# Exercise:
Comb the records below for the string "hook" and copy each line where it turns up.

# Material for this exercise:
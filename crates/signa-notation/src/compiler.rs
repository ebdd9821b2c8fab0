//! Gesture token to animation compiler.
//!
//! A token is first classified into a [`GestureDescriptor`] by substring
//! markers, then the descriptor is turned into per-joint keyframe tracks.
//!
//! Movement markers are checked in a fixed total order and exactly one
//! movement applies:
//!
//! 1. `-outward` or `-forward`
//! 2. `-chest-`
//! 3. `-circular-`
//! 4. `-wave-`
//! 5. `-point-`
//!
//! Tokens with no movement marker (including the empty token) keep the
//! neutral right-arm baseline.

use std::sync::LazyLock;

use regex::Regex;
use serde::Serialize;

use signa_core::types::{AnimationSpec, GestureToken, JointAnimation, JointName, Rotation};

const ARM_DURATION: f64 = 1.5;
const HEAD_DURATION: f64 = 1.2;
const DEFAULT_REPEAT: u32 = 1;

const THREE_BEAT: [f64; 3] = [0.0, 0.5, 1.0];
const FOUR_BEAT: [f64; 4] = [0.0, 0.3, 0.7, 1.0];

static HAND_SHAPE_RE: LazyLock<Regex> = LazyLock::new(|| {
    Regex::new(r"(?i)^([A-Z0-9]+-hand|flat-hand|open-hand|hook-index|open5-hands|[A-Z]-hands)")
        .expect("Invalid hand shape regex")
});

/// Primary arm movement of a gesture.
#[derive(Debug, Clone, Copy, PartialEq, Eq, Hash, Serialize)]
#[serde(rename_all = "snake_case")]
pub enum Movement {
    /// No movement marker; arm stays neutral.
    Neutral,
    /// Larger combined-axis push away from the body.
    Outward,
    /// Small forward tilt at chest height.
    Chest,
    /// Circular path.
    Circular,
    /// Side-to-side wave.
    Wave,
    /// Pointing.
    Point,
}

impl Movement {
    /// Classify by marker, in priority order.
    pub fn from_token(token: &str) -> Self {
        if token.contains("-outward") || token.contains("-forward") {
            Movement::Outward
        } else if token.contains("-chest-") {
            Movement::Chest
        } else if token.contains("-circular-") {
            Movement::Circular
        } else if token.contains("-wave-") {
            Movement::Wave
        } else if token.contains("-point-") {
            Movement::Point
        } else {
            Movement::Neutral
        }
    }

    fn keyframes(&self) -> Vec<Rotation> {
        let path: &[[f64; 3]] = match self {
            Movement::Neutral => &[[0.0, 0.0, 0.0], [0.0, 0.0, 0.0], [0.0, 0.0, 0.0]],
            Movement::Outward => &[[0.0, 0.0, 0.0], [0.3, 0.3, 0.0], [0.0, 0.0, 0.0]],
            Movement::Chest => &[[0.0, 0.0, 0.0], [0.3, 0.0, 0.0], [0.0, 0.0, 0.0]],
            Movement::Circular => &[
                [0.0, 0.0, 0.0],
                [0.3, 0.2, 0.2],
                [0.0, 0.0, 0.2],
                [0.0, 0.0, 0.0],
            ],
            Movement::Wave => &[
                [0.0, 0.0, 0.0],
                [0.2, 0.0, 0.2],
                [0.2, 0.0, -0.2],
                [0.0, 0.0, 0.0],
            ],
            Movement::Point => &[[0.0, 0.0, 0.0], [0.0, 0.4, 0.2], [0.0, 0.0, 0.0]],
        };
        path.iter().copied().map(Rotation::from).collect()
    }

    fn timings(&self) -> Vec<f64> {
        match self {
            Movement::Circular | Movement::Wave => FOUR_BEAT.to_vec(),
            _ => THREE_BEAT.to_vec(),
        }
    }

    /// Right-arm track for this movement.
    pub fn arm_track(&self) -> JointAnimation {
        JointAnimation::new(self.keyframes(), self.timings(), ARM_DURATION, DEFAULT_REPEAT)
    }
}

/// Non-manual head component of a gesture.
#[derive(Debug, Clone, Copy, PartialEq, Eq, Hash, Serialize)]
#[serde(rename_all = "snake_case")]
pub enum HeadMotion {
    Nod,
    Shake,
}

impl HeadMotion {
    /// `head-nod` and `^smile` both nod; nodding wins over `head-shake`.
    pub fn from_token(token: &str) -> Option<Self> {
        if token.contains("head-nod") || token.contains("^smile") {
            Some(HeadMotion::Nod)
        } else if token.contains("head-shake") {
            Some(HeadMotion::Shake)
        } else {
            None
        }
    }

    pub fn head_track(&self) -> JointAnimation {
        match self {
            HeadMotion::Nod => JointAnimation::new(
                vec![
                    Rotation::ZERO,
                    Rotation::new(0.2, 0.0, 0.0),
                    Rotation::ZERO,
                ],
                THREE_BEAT.to_vec(),
                HEAD_DURATION,
                DEFAULT_REPEAT,
            ),
            HeadMotion::Shake => JointAnimation::new(
                vec![
                    Rotation::ZERO,
                    Rotation::new(0.0, 0.2, 0.0),
                    Rotation::new(0.0, -0.2, 0.0),
                    Rotation::ZERO,
                ],
                FOUR_BEAT.to_vec(),
                HEAD_DURATION,
                DEFAULT_REPEAT,
            ),
        }
    }
}

/// Structured reading of a gesture token.
#[derive(Debug, Clone, PartialEq, Eq, Serialize)]
pub struct GestureDescriptor {
    /// Leading hand-shape segment, e.g. `B-hand`, `hook-index`. The
    /// singular form wins, so `B-hands-...` reads as `B-hand`.
    pub hand_shape: Option<String>,
    pub movement: Movement,
    pub head: Option<HeadMotion>,
    /// Both hands sign (`-hands-` marker).
    pub bimanual: bool,
}

impl GestureDescriptor {
    pub fn to_spec(&self) -> AnimationSpec {
        let right_arm = self.movement.arm_track();
        let mut spec = AnimationSpec::new();

        if self.bimanual {
            spec.insert(JointName::LeftArm, right_arm.mirrored());
        }
        if let Some(head) = self.head {
            spec.insert(JointName::Head, head.head_track());
        }
        spec.insert(JointName::RightArm, right_arm);
        spec
    }
}

/// Classify a gesture token.
pub fn describe(token: &GestureToken) -> GestureDescriptor {
    let raw = token.as_str();
    GestureDescriptor {
        hand_shape: HAND_SHAPE_RE.find(raw).map(|m| m.as_str().to_string()),
        movement: Movement::from_token(raw),
        head: HeadMotion::from_token(raw),
        bimanual: raw.contains("-hands-"),
    }
}

/// Compile a gesture token into per-joint animation tracks.
///
/// Never fails: tokens without markers (including the empty token) yield
/// the neutral right-arm baseline.
pub fn compile(token: &GestureToken) -> AnimationSpec {
    let descriptor = describe(token);
    tracing::trace!(
        token = %token,
        movement = ?descriptor.movement,
        head = ?descriptor.head,
        bimanual = descriptor.bimanual,
        "Gesture compiled"
    );
    descriptor.to_spec()
}

#[cfg(test)]
mod tests {
    use super::*;

    fn rot(x: f64, y: f64, z: f64) -> Rotation {
        Rotation::new(x, y, z)
    }

    #[test]
    fn test_compile_empty_token_is_baseline() {
        let spec = compile(&GestureToken::default());
        assert_eq!(spec.len(), 1);
        let arm = spec.get(JointName::RightArm).unwrap();
        assert_eq!(arm.keyframes, vec![Rotation::ZERO; 3]);
        assert_eq!(arm.timings, vec![0.0, 0.5, 1.0]);
        assert_eq!(arm.duration, 1.5);
        assert_eq!(arm.repeat, 1);
        assert_eq!(arm.initial_rotation, Rotation::ZERO);
    }

    #[test]
    fn test_compile_hello() {
        let spec = compile(&GestureToken::from("B-hands-chest-outward^smile"));
        assert!(spec.contains(JointName::RightArm));
        assert!(spec.contains(JointName::LeftArm));
        assert!(spec.contains(JointName::Head));
        assert_eq!(spec.len(), 3);

        let arm = spec.get(JointName::RightArm).unwrap();
        assert_eq!(arm.keyframes[1], rot(0.3, 0.3, 0.0));

        let left = spec.get(JointName::LeftArm).unwrap();
        assert_eq!(left.keyframes[1], rot(0.3, -0.3, 0.0));
        assert_eq!(left.duration, 1.5);
        assert_eq!(left.repeat, 1);

        let head = spec.get(JointName::Head).unwrap();
        assert_eq!(head.keyframes[1], rot(0.2, 0.0, 0.0));
        assert_eq!(head.duration, 1.2);
        assert_eq!(head.repeat, 1);
    }

    #[test]
    fn test_movement_priority_order() {
        assert_eq!(Movement::from_token("x-chest-outward"), Movement::Outward);
        assert_eq!(Movement::from_token("x-chest-forward"), Movement::Outward);
        assert_eq!(Movement::from_token("x-chest-circular-y"), Movement::Chest);
        assert_eq!(Movement::from_token("x-circular-wave-y"), Movement::Circular);
        assert_eq!(Movement::from_token("x-wave-point-y"), Movement::Wave);
        assert_eq!(Movement::from_token("G-hand-point-self"), Movement::Point);
        assert_eq!(Movement::from_token("G-hand-point-forward"), Movement::Outward);
        assert_eq!(Movement::from_token("index-wrist-circular"), Movement::Neutral);
    }

    #[test]
    fn test_compile_circular_uses_four_beats() {
        let spec = compile(&GestureToken::from("flat-hand-circular-chest"));
        let arm = spec.get(JointName::RightArm).unwrap();
        assert_eq!(arm.timings, vec![0.0, 0.3, 0.7, 1.0]);
        assert_eq!(arm.keyframes[1], rot(0.3, 0.2, 0.2));
        assert_eq!(arm.keyframes[2], rot(0.0, 0.0, 0.2));
        assert_eq!(spec.len(), 1);
    }

    #[test]
    fn test_compile_wave() {
        let spec = compile(&GestureToken::from("B-hand-wave-palm-out"));
        let arm = spec.get(JointName::RightArm).unwrap();
        assert_eq!(arm.keyframes.len(), 4);
        assert_eq!(arm.keyframes[1], rot(0.2, 0.0, 0.2));
        assert_eq!(arm.keyframes[2], rot(0.2, 0.0, -0.2));
    }

    #[test]
    fn test_compile_point() {
        let spec = compile(&GestureToken::from("G-hand-point-self"));
        let arm = spec.get(JointName::RightArm).unwrap();
        assert_eq!(arm.keyframes[1], rot(0.0, 0.4, 0.2));
    }

    #[test]
    fn test_compile_head_shake() {
        let spec = compile(&GestureToken::from("head-shake^index-wag"));
        let head = spec.get(JointName::Head).unwrap();
        assert_eq!(head.timings, vec![0.0, 0.3, 0.7, 1.0]);
        assert_eq!(head.keyframes[1], rot(0.0, 0.2, 0.0));
        assert_eq!(head.keyframes[2], rot(0.0, -0.2, 0.0));
        assert_eq!(head.duration, 1.2);
        assert!(!spec.contains(JointName::LeftArm));
    }

    #[test]
    fn test_nod_wins_over_shake() {
        assert_eq!(
            HeadMotion::from_token("head-shake^smile"),
            Some(HeadMotion::Nod)
        );
    }

    #[test]
    fn test_fallback_token_compiles_to_baseline() {
        let spec = compile(&GestureToken::from("world(generic-signing-motion)"));
        assert_eq!(spec, compile(&GestureToken::default()));
    }

    #[test]
    fn test_compile_is_deterministic() {
        let token = GestureToken::from("F-hands-circular-together");
        assert_eq!(compile(&token), compile(&token));
    }

    #[test]
    fn test_bimanual_neutral_mirrors_neutral() {
        let spec = compile(&GestureToken::from("S-hands-alternating-downward"));
        let left = spec.get(JointName::LeftArm).unwrap();
        assert_eq!(left.keyframes, vec![Rotation::ZERO; 3]);
    }

    #[test]
    fn test_compiled_specs_are_valid() {
        for token in [
            "",
            "B-hands-chest-outward^smile",
            "flat-hand-circular-chest",
            "B-hand-wave-palm-out",
            "head-shake^index-wag",
            "G-hand-point-self",
        ] {
            assert!(compile(&GestureToken::from(token)).validate().is_ok(), "{}", token);
        }
    }

    #[test]
    fn test_describe_hand_shape() {
        let cases = [
            ("B-hands-chest-outward^smile", Some("B-hand")),
            ("open5-hands-outward-questioning", Some("open5-hand")),
            ("V-hands-circular-globe", Some("V-hand")),
            ("G-hand-point-self", Some("G-hand")),
            ("flat-hand-mouth-repeatedly", Some("flat-hand")),
            ("hook-index-fingers-together-twice", Some("hook-index")),
            ("head-nod^fist-up-down", None),
            ("", None),
        ];
        for (token, expected) in cases {
            let d = describe(&GestureToken::from(token));
            assert_eq!(d.hand_shape.as_deref(), expected, "{}", token);
        }
    }

    #[test]
    fn test_descriptor_serializes() {
        let d = describe(&GestureToken::from("head-nod^fist-up-down"));
        let value = serde_json::to_value(&d).unwrap();
        assert_eq!(value["movement"], "neutral");
        assert_eq!(value["head"], "nod");
        assert_eq!(value["bimanual"], false);
    }
}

# Answer section:
    Regex::new(r"(?i)^([A-Z0-9]+-hand|flat-hand|open-hand|hook-index|open5-hands|[A-Z]-hands)")
    /// Leading hand-shape segment, e.g. `B-hand`, `hook-index`. The
            ("hook-index-fingers-together-twice", Some("hook-index")),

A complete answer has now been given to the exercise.